__Work to be completed__
The answer is every line of the records that holds the word "handover", copied in full.

Dataset excerpts
*****
use ruff_python_ast::visitor::{walk_expr, walk_stmt, Visitor};
use ruff_python_ast::{self as ast, Expr, Stmt};
use rustc_hash::FxHashMap;
use smallvec::SmallVec;

use crate::node_key::NodeKey;

type Path = SmallVec<[NodeKey; 8]>;

/// Maps every node to the chain of nodes from the module root down to its
/// parent. Downstream passes use it to anchor findings on enclosing
/// statements (an import alias reports at its `import` statement, for
/// instance).
#[derive(Debug, Default)]
pub struct Ancestors {
    parents: FxHashMap<NodeKey, Path>,
    current: Path,
}

impl Ancestors {
    pub fn visit_module(&mut self, module: &ast::ModModule) {
        let key = NodeKey::from_module(module);
        self.parents.insert(key, self.current.clone());
        self.current.push(key);
        for stmt in &module.body {
            self.visit_stmt(stmt);
        }
        self.current.pop();
    }

    fn record(&mut self, key: NodeKey) {
        self.parents.insert(key, self.current.clone());
    }

    /// The immediate parent of `node`.
    pub fn parent(&self, node: NodeKey) -> Option<NodeKey> {
        self.parents.get(&node)?.last().copied()
    }

    /// The chain of ancestors of `node`, root first.
    pub fn parents(&self, node: NodeKey) -> Option<&[NodeKey]> {
        self.parents.get(&node).map(|path| path.as_slice())
    }

    /// The closest enclosing statement of `node`.
    pub fn parent_stmt(&self, node: NodeKey) -> Option<NodeKey> {
        self.parents
            .get(&node)?
            .iter()
            .rev()
            .find(|ancestor| ancestor.kind().is_statement())
            .copied()
    }
}

impl<'a> Visitor<'a> for Ancestors {
    fn visit_stmt(&mut self, stmt: &'a Stmt) {
        let key = NodeKey::from_stmt(stmt);
        self.record(key);
        self.current.push(key);
        walk_stmt(self, stmt);
        self.current.pop();
    }

    fn visit_expr(&mut self, expr: &'a Expr) {
        let key = NodeKey::from_expr(expr);
        self.record(key);
        self.current.push(key);
        walk_expr(self, expr);
        self.current.pop();
    }

    fn visit_alias(&mut self, alias: &'a ast::Alias) {
        self.record(NodeKey::from_alias(alias));
    }

    fn visit_parameter(&mut self, parameter: &'a ast::Parameter) {
        let key = NodeKey::from_parameter(parameter);
        self.record(key);
        self.current.push(key);
        if let Some(annotation) = &parameter.annotation {
            self.visit_expr(annotation);
        }
        self.current.pop();
    }

    fn visit_except_handler(&mut self, handler: &'a ast::ExceptHandler) {
        let ast::ExceptHandler::ExceptHandler(handler) = handler;
        if let Some(type_) = &handler.type_ {
            self.visit_expr(type_);
        }
        for stmt in &handler.body {
            self.visit_stmt(stmt);
        }
    }

    fn visit_with_item(&mut self, item: &'a ast::WithItem) {
        let key = NodeKey::from_with_item(item);
        self.record(key);
        self.current.push(key);
        self.visit_expr(&item.context_expr);
        if let Some(vars) = &item.optional_vars {
            self.visit_expr(vars);
        }
        self.current.pop();
    }

    fn visit_comprehension(&mut self, comprehension: &'a ast::Comprehension) {
        let key = NodeKey::from_comprehension(comprehension);
        self.record(key);
        self.current.push(key);
        self.visit_expr(&comprehension.target);
        self.visit_expr(&comprehension.iter);
        for if_clause in &comprehension.ifs {
            self.visit_expr(if_clause);
        }
        self.current.pop();
    }
}

#[cfg(test)]
mod tests {
    use super::*;
    use crate::node_key::NodeKind;
    use ruff_python_parser::{parse, Mode};

    #[test]
    fn alias_parent_is_the_import_statement() {
        let source = "from __future__ import annotations";
        let parsed = parse(source, Mode::Module.into()).expect("test source must parse");
        let ast::Mod::Module(module) = parsed.into_syntax() else {
            unreachable!("parsed with Mode::Module");
        };
        let mut ancestors = Ancestors::default();
        ancestors.visit_module(&module);

        let Stmt::ImportFrom(import) = &module.body[0] else {
            unreachable!("single import statement");
        };
        let alias_key = NodeKey::from_alias(&import.names[0]);
        let parent = ancestors.parent_stmt(alias_key).expect("alias is recorded");
        assert_eq!(parent.kind(), NodeKind::ImportFrom);
        assert_eq!(parent, NodeKey::from_stmt(&module.body[0]));
    }

    #[test]
    fn expression_ancestry_reaches_the_module() {
        let source = "def foo(x): return x + 1";
        let parsed = parse(source, Mode::Module.into()).expect("test source must parse");
        let ast::Mod::Module(module) = parsed.into_syntax() else {
            unreachable!("parsed with Mode::Module");
        };
        let mut ancestors = Ancestors::default();
        ancestors.visit_module(&module);

        let Stmt::FunctionDef(function) = &module.body[0] else {
            unreachable!("single function statement");
        };
        let Stmt::Return(ret) = &function.body[0] else {
            unreachable!("single return statement");
        };
        let binop_key = NodeKey::from_expr(ret.value.as_deref().expect("return has a value"));
        let kinds: Vec<NodeKind> = ancestors
            .parents(binop_key)
            .expect("binop is recorded")
            .iter()
            .map(|key| key.kind())
            .collect();
        assert_eq!(
            kinds,
            [NodeKind::Module, NodeKind::FunctionDef, NodeKind::Return]
        );
    }
}
//! The defined-but-unused report: module-scope and function-scope locals
//! whose definition records ended up with no users.

use colored::Colorize;
use ruff_python_ast::visitor::{walk_stmt, Visitor};
use ruff_python_ast::{self as ast, Stmt};
use ruff_source_file::{PositionEncoding, SourceFile};
use rustc_hash::FxHashSet;

use grebe_python_semantic::{Ancestors, DefKind, DefUseChains, NodeKey};

pub(crate) fn report_unused(
    filename: &str,
    source_file: &SourceFile,
    module: &ast::ModModule,
    ancestors: &Ancestors,
    chains: &DefUseChains,
) {
    // `from __future__ import ...` aliases are directives, not bindings
    // anyone is expected to read.
    let future_imports: FxHashSet<NodeKey> = module
        .body
        .iter()
        .filter(|stmt| {
            matches!(
                stmt,
                Stmt::ImportFrom(import) if import.module.as_deref() == Some("__future__")
            )
        })
        .map(NodeKey::from_stmt)
        .collect();

    if !filename.ends_with("__init__.py") {
        if let Some(module_key) = chains.module() {
            report_scope(
                source_file,
                chains,
                ancestors,
                &future_imports,
                module_key,
                true,
            );
        }
    }

    let mut collector = FunctionCollector::default();
    for stmt in &module.body {
        collector.visit_stmt(stmt);
    }
    for function in collector.functions {
        report_scope(
            source_file,
            chains,
            ancestors,
            &future_imports,
            function,
            false,
        );
    }
}

#[allow(clippy::print_stdout)]
fn report_scope(
    source_file: &SourceFile,
    chains: &DefUseChains,
    ancestors: &Ancestors,
    future_imports: &FxHashSet<NodeKey>,
    scope: NodeKey,
    module_level: bool,
) {
    for &def_id in chains.local_defs(scope) {
        let def = chains.def(def_id);
        if def.users().len() > 0 {
            continue;
        }
        let name = def.name();
        if name.starts_with('_') {
            continue;
        }
        // At module level, functions, classes, and plain assignments form
        // the module's public surface; only dead imports are worth flagging.
        if module_level
            && matches!(
                def.kind(),
                DefKind::Function(_) | DefKind::Class(_) | DefKind::Name(_)
            )
        {
            continue;
        }

        // Anchor aliases on their import statement.
        let location_key = match def.kind() {
            DefKind::Alias(_) => def.node().and_then(|key| ancestors.parent_stmt(key)),
            _ => def.node(),
        };
        if let Some(key) = location_key {
            if future_imports.contains(&key) {
                continue;
            }
        }

        let range = location_key.map_or(def.range(), NodeKey::range);
        let location = source_file
            .to_source_code()
            .source_location(range.start(), PositionEncoding::Utf8);
        println!(
            "{} '{}' is defined but not used at {}:{}:{}",
            "W:".yellow(),
            name,
            source_file.name(),
            location.line,
            location.character_offset.to_zero_indexed()
        );
    }
}

#[derive(Default)]
struct FunctionCollector {
    functions: Vec<NodeKey>,
}

impl<'a> Visitor<'a> for FunctionCollector {
    fn visit_stmt(&mut self, stmt: &'a Stmt) {
        if matches!(stmt, Stmt::FunctionDef(_)) {
            self.functions.push(NodeKey::from_stmt(stmt));
        }
        walk_stmt(self, stmt);
    }
}
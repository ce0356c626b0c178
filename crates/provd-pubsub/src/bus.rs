use std::collections::{HashMap, VecDeque};

use thiserror::Error;
use tokio::sync::{mpsc, oneshot};
use tracing::debug;

use provd_types::Event;

/// Bus errors.
#[derive(Debug, Error, PartialEq, Eq)]
pub enum PubsubError {
    #[error("not running")]
    NotRunning,
}

type SubId = u64;

enum Cmd {
    Publish(Event),
    Subscribe(oneshot::Sender<SubId>),
    /// New subscriber seeded with the parent's unread buffer.
    Clone(SubId, oneshot::Sender<SubId>),
    /// Ask for the front unread event. The dispatcher does not drop
    /// the event until the matching `Ack` arrives, so a cancelled
    /// receive never loses an event.
    Recv(SubId, oneshot::Sender<Event>),
    Ack(SubId),
    Unsubscribe(SubId),
    Close(oneshot::Sender<()>),
}

struct SubState {
    buf: VecDeque<Event>,
    waiter: Option<oneshot::Sender<Event>>,
}

impl SubState {
    fn new() -> Self {
        Self {
            buf: VecDeque::new(),
            waiter: None,
        }
    }
}

/// Handle to the event bus. Cheap to clone; all clones publish into
/// the same dispatcher.
#[derive(Clone)]
pub struct Bus {
    cmd_tx: mpsc::UnboundedSender<Cmd>,
}

impl Bus {
    /// Start a new bus and its dispatcher task.
    pub fn new() -> Self {
        let (cmd_tx, cmd_rx) = mpsc::unbounded_channel();
        tokio::spawn(dispatch(cmd_rx));
        Self { cmd_tx }
    }

    /// Publish an event to all live subscribers, in order.
    pub fn publish(&self, event: Event) -> Result<(), PubsubError> {
        self.cmd_tx
            .send(Cmd::Publish(event))
            .map_err(|_| PubsubError::NotRunning)
    }

    /// Register a new subscriber. It observes events published after
    /// this call.
    pub async fn subscribe(&self) -> Result<Subscriber, PubsubError> {
        let (tx, rx) = oneshot::channel();
        self.cmd_tx
            .send(Cmd::Subscribe(tx))
            .map_err(|_| PubsubError::NotRunning)?;
        let id = rx.await.map_err(|_| PubsubError::NotRunning)?;
        Ok(Subscriber {
            id,
            cmd_tx: self.cmd_tx.clone(),
        })
    }

    /// Shut the bus down. Cascades to all subscribers; publishes after
    /// this returns fail with [`PubsubError::NotRunning`].
    pub async fn close(&self) {
        let (tx, rx) = oneshot::channel();
        if self.cmd_tx.send(Cmd::Close(tx)).is_ok() {
            let _ = rx.await;
        }
    }
}

impl Default for Bus {
    fn default() -> Self {
        Self::new()
    }
}

/// A subscription on the bus. Dropped subscribers are unregistered.
pub struct Subscriber {
    id: SubId,
    cmd_tx: mpsc::UnboundedSender<Cmd>,
}

impl Subscriber {
    /// Receive the next event in publish order. Returns `None` once
    /// the bus has shut down and the buffer is drained.
    pub async fn recv(&mut self) -> Option<Event> {
        let (tx, rx) = oneshot::channel();
        self.cmd_tx.send(Cmd::Recv(self.id, tx)).ok()?;
        match rx.await {
            Ok(event) => {
                // Event observed; let the dispatcher drop it. Commands
                // from this handle are FIFO, so the ack lands before
                // any subsequent recv.
                let _ = self.cmd_tx.send(Cmd::Ack(self.id));
                Some(event)
            }
            Err(_) => None,
        }
    }

    /// Fork a new subscriber that first replays this subscriber's
    /// currently-unread events, then tracks future events on its own.
    pub async fn clone_subscriber(&self) -> Result<Subscriber, PubsubError> {
        let (tx, rx) = oneshot::channel();
        self.cmd_tx
            .send(Cmd::Clone(self.id, tx))
            .map_err(|_| PubsubError::NotRunning)?;
        let id = rx.await.map_err(|_| PubsubError::NotRunning)?;
        Ok(Subscriber {
            id,
            cmd_tx: self.cmd_tx.clone(),
        })
    }
}

impl Drop for Subscriber {
    fn drop(&mut self) {
        let _ = self.cmd_tx.send(Cmd::Unsubscribe(self.id));
    }
}

async fn dispatch(mut cmd_rx: mpsc::UnboundedReceiver<Cmd>) {
    let mut subs: HashMap<SubId, SubState> = HashMap::new();
    let mut next_id: SubId = 0;

    while let Some(cmd) = cmd_rx.recv().await {
        match cmd {
            Cmd::Publish(event) => {
                for state in subs.values_mut() {
                    state.buf.push_back(event.clone());
                    wake(state);
                }
            }
            Cmd::Subscribe(reply) => {
                let id = next_id;
                next_id += 1;
                subs.insert(id, SubState::new());
                let _ = reply.send(id);
            }
            Cmd::Clone(parent, reply) => {
                let buf = subs
                    .get(&parent)
                    .map(|s| s.buf.clone())
                    .unwrap_or_default();
                let id = next_id;
                next_id += 1;
                subs.insert(
                    id,
                    SubState {
                        buf,
                        waiter: None,
                    },
                );
                let _ = reply.send(id);
            }
            Cmd::Recv(id, reply) => {
                if let Some(state) = subs.get_mut(&id) {
                    state.waiter = Some(reply);
                    wake(state);
                }
            }
            Cmd::Ack(id) => {
                if let Some(state) = subs.get_mut(&id) {
                    state.buf.pop_front();
                }
            }
            Cmd::Unsubscribe(id) => {
                subs.remove(&id);
            }
            Cmd::Close(reply) => {
                debug!(subscribers = subs.len(), "bus shutting down");
                subs.clear();
                let _ = reply.send(());
                break;
            }
        }
    }
    // Receiver drops here; later publishes fail with NotRunning.
}

/// Offer the front unread event to a parked waiter, without dropping
/// it from the buffer until the subscriber acks.
fn wake(state: &mut SubState) {
    if state.waiter.is_none() || state.buf.is_empty() {
        return;
    }
    let front = state.buf.front().cloned().expect("checked non-empty");
    if let Some(waiter) = state.waiter.take() {
        if waiter.send(front).is_err() {
            // Receive side was cancelled; keep the event for the next
            // recv call.
        }
    }
}
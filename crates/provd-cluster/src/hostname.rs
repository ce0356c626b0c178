//! Hostname claims.
//!
//! Hostnames are a flat, provider-global capacity domain: each name can
//! back exactly one lease's ingress at a time. One task owns the claim
//! map; all access goes over its command channel, so concurrent reserve
//! and release calls never race.

use std::collections::HashMap;

use thiserror::Error;
use tokio::sync::{mpsc, oneshot, watch};
use tokio::task::JoinHandle;
use tracing::{debug, info};

use provd_types::{HostnameId, LeaseId};

/// Hostname service errors.
#[derive(Debug, Error, Clone, PartialEq, Eq)]
pub enum HostnameError {
    /// Held by a different owner; never transferable.
    #[error("hostname {0} not allowed")]
    HostnameNotAllowed(String),

    #[error("hostname {0} is blocked on this provider")]
    Blocked(String),

    #[error("not running")]
    NotRunning,
}

#[derive(Debug, Clone)]
struct Claim {
    lease_id: LeaseId,
    hostname_id: HostnameId,
}

enum Cmd {
    Reserve {
        hostnames: Vec<String>,
        lease_id: LeaseId,
        reply: oneshot::Sender<Result<Vec<String>, HostnameError>>,
    },
    Release {
        lease_id: LeaseId,
        reply: oneshot::Sender<()>,
    },
    CanReserve {
        hostnames: Vec<String>,
        owner: String,
        reply: oneshot::Sender<Result<(), HostnameError>>,
    },
    PrepareTransfer {
        hostnames: Vec<String>,
        lease_id: LeaseId,
        reply: oneshot::Sender<Result<(), HostnameError>>,
    },
}

/// Handle to the hostname claim task. Cheap to clone.
#[derive(Clone)]
pub struct HostnameService {
    cmd_tx: mpsc::Sender<Cmd>,
}

impl HostnameService {
    pub fn spawn(
        blocked: Vec<String>,
        shutdown: watch::Receiver<bool>,
    ) -> (Self, JoinHandle<()>) {
        let (cmd_tx, cmd_rx) = mpsc::channel(64);
        let task = Task {
            cmd_rx,
            shutdown,
            claims: HashMap::new(),
            blocked: blocked.into_iter().map(|h| h.to_lowercase()).collect(),
        };
        let handle = tokio::spawn(task.run());
        (Self { cmd_tx }, handle)
    }

    /// Claim `hostnames` for a lease. Names already held by the same
    /// owner under a different deployment/group are returned as
    /// withheld rather than claimed; the caller coordinates handover
    /// via [`prepare_hostnames_for_transfer`].
    ///
    /// [`prepare_hostnames_for_transfer`]: Self::prepare_hostnames_for_transfer
    pub async fn reserve_hostnames(
        &self,
        hostnames: Vec<String>,
        lease_id: LeaseId,
    ) -> Result<Vec<String>, HostnameError> {
        let (reply, rx) = oneshot::channel();
        self.cmd_tx
            .send(Cmd::Reserve {
                hostnames,
                lease_id,
                reply,
            })
            .await
            .map_err(|_| HostnameError::NotRunning)?;
        rx.await.map_err(|_| HostnameError::NotRunning)?
    }

    /// Drop every claim held by `lease_id`.
    pub async fn release_hostnames(&self, lease_id: LeaseId) -> Result<(), HostnameError> {
        let (reply, rx) = oneshot::channel();
        self.cmd_tx
            .send(Cmd::Release { lease_id, reply })
            .await
            .map_err(|_| HostnameError::NotRunning)?;
        rx.await.map_err(|_| HostnameError::NotRunning)
    }

    /// Dry run: would `owner` be able to claim all of `hostnames`?
    pub async fn can_reserve_hostnames(
        &self,
        hostnames: Vec<String>,
        owner: String,
    ) -> Result<(), HostnameError> {
        let (reply, rx) = oneshot::channel();
        self.cmd_tx
            .send(Cmd::CanReserve {
                hostnames,
                owner,
                reply,
            })
            .await
            .map_err(|_| HostnameError::NotRunning)?;
        rx.await.map_err(|_| HostnameError::NotRunning)?
    }

    /// Rebind same-owner claims onto `lease_id`, claiming any of the
    /// names not yet held. Used while replacing a deployment so the
    /// successor takes over ingress without an unclaimed window.
    pub async fn prepare_hostnames_for_transfer(
        &self,
        hostnames: Vec<String>,
        lease_id: LeaseId,
    ) -> Result<(), HostnameError> {
        let (reply, rx) = oneshot::channel();
        self.cmd_tx
            .send(Cmd::PrepareTransfer {
                hostnames,
                lease_id,
                reply,
            })
            .await
            .map_err(|_| HostnameError::NotRunning)?;
        rx.await.map_err(|_| HostnameError::NotRunning)?
    }
}

struct Task {
    cmd_rx: mpsc::Receiver<Cmd>,
    shutdown: watch::Receiver<bool>,
    claims: HashMap<String, Claim>,
    blocked: Vec<String>,
}

impl Task {
    async fn run(mut self) {
        info!("hostname service starting");
        loop {
            tokio::select! {
                _ = self.shutdown.changed() => break,
                cmd = self.cmd_rx.recv() => {
                    let Some(cmd) = cmd else { break };
                    self.handle(cmd);
                }
            }
        }
        debug!("hostname service stopped");
    }

    fn handle(&mut self, cmd: Cmd) {
        match cmd {
            Cmd::Reserve {
                hostnames,
                lease_id,
                reply,
            } => {
                let _ = reply.send(self.reserve(hostnames, lease_id));
            }
            Cmd::Release { lease_id, reply } => {
                self.claims.retain(|_, c| c.lease_id != lease_id);
                debug!(%lease_id, "hostname claims released");
                let _ = reply.send(());
            }
            Cmd::CanReserve {
                hostnames,
                owner,
                reply,
            } => {
                let _ = reply.send(self.can_reserve(&hostnames, &owner));
            }
            Cmd::PrepareTransfer {
                hostnames,
                lease_id,
                reply,
            } => {
                let _ = reply.send(self.prepare_transfer(hostnames, lease_id));
            }
        }
    }

    fn check_blocked(&self, hostname: &str) -> Result<(), HostnameError> {
        for entry in &self.blocked {
            let hit = if let Some(suffix) = entry.strip_prefix('.') {
                hostname.ends_with(entry) || hostname == suffix
            } else {
                hostname == entry
            };
            if hit {
                return Err(HostnameError::Blocked(hostname.to_string()));
            }
        }
        Ok(())
    }

    fn reserve(
        &mut self,
        hostnames: Vec<String>,
        lease_id: LeaseId,
    ) -> Result<Vec<String>, HostnameError> {
        let hostname_id = lease_id.hostname_id();
        let hostnames: Vec<String> = hostnames.into_iter().map(|h| h.to_lowercase()).collect();

        // Validate the whole set before mutating anything.
        for hostname in &hostnames {
            self.check_blocked(hostname)?;
            if let Some(claim) = self.claims.get(hostname) {
                if claim.hostname_id.owner != hostname_id.owner {
                    return Err(HostnameError::HostnameNotAllowed(hostname.clone()));
                }
            }
        }

        let mut withheld = Vec::new();
        for hostname in hostnames {
            match self.claims.get(&hostname) {
                // Same owner, different deployment/group: leave the
                // existing claim in place and report it for handover.
                Some(claim) if claim.hostname_id != hostname_id => {
                    debug!(%hostname, holder = %claim.lease_id, "hostname withheld");
                    withheld.push(hostname);
                }
                _ => {
                    self.claims.insert(
                        hostname,
                        Claim {
                            lease_id: lease_id.clone(),
                            hostname_id: hostname_id.clone(),
                        },
                    );
                }
            }
        }
        debug!(%lease_id, withheld = withheld.len(), "hostnames reserved");
        Ok(withheld)
    }

    fn can_reserve(&self, hostnames: &[String], owner: &str) -> Result<(), HostnameError> {
        for hostname in hostnames {
            let hostname = hostname.to_lowercase();
            self.check_blocked(&hostname)?;
            if let Some(claim) = self.claims.get(&hostname) {
                if claim.hostname_id.owner != owner {
                    return Err(HostnameError::HostnameNotAllowed(hostname));
                }
            }
        }
        Ok(())
    }

    fn prepare_transfer(
        &mut self,
        hostnames: Vec<String>,
        lease_id: LeaseId,
    ) -> Result<(), HostnameError> {
        let hostname_id = lease_id.hostname_id();
        let hostnames: Vec<String> = hostnames.into_iter().map(|h| h.to_lowercase()).collect();

        for hostname in &hostnames {
            self.check_blocked(hostname)?;
            if let Some(claim) = self.claims.get(hostname) {
                if claim.hostname_id.owner != hostname_id.owner {
                    return Err(HostnameError::HostnameNotAllowed(hostname.clone()));
                }
            }
        }

        for hostname in hostnames {
            debug!(%hostname, %lease_id, "hostname claim transferred");
            self.claims.insert(
                hostname,
                Claim {
                    lease_id: lease_id.clone(),
                    hostname_id: hostname_id.clone(),
                },
            );
        }
        Ok(())
    }
}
*****
__Task solution__
    /// withheld rather than claimed; the caller coordinates handover
                // existing claim in place and report it for handover.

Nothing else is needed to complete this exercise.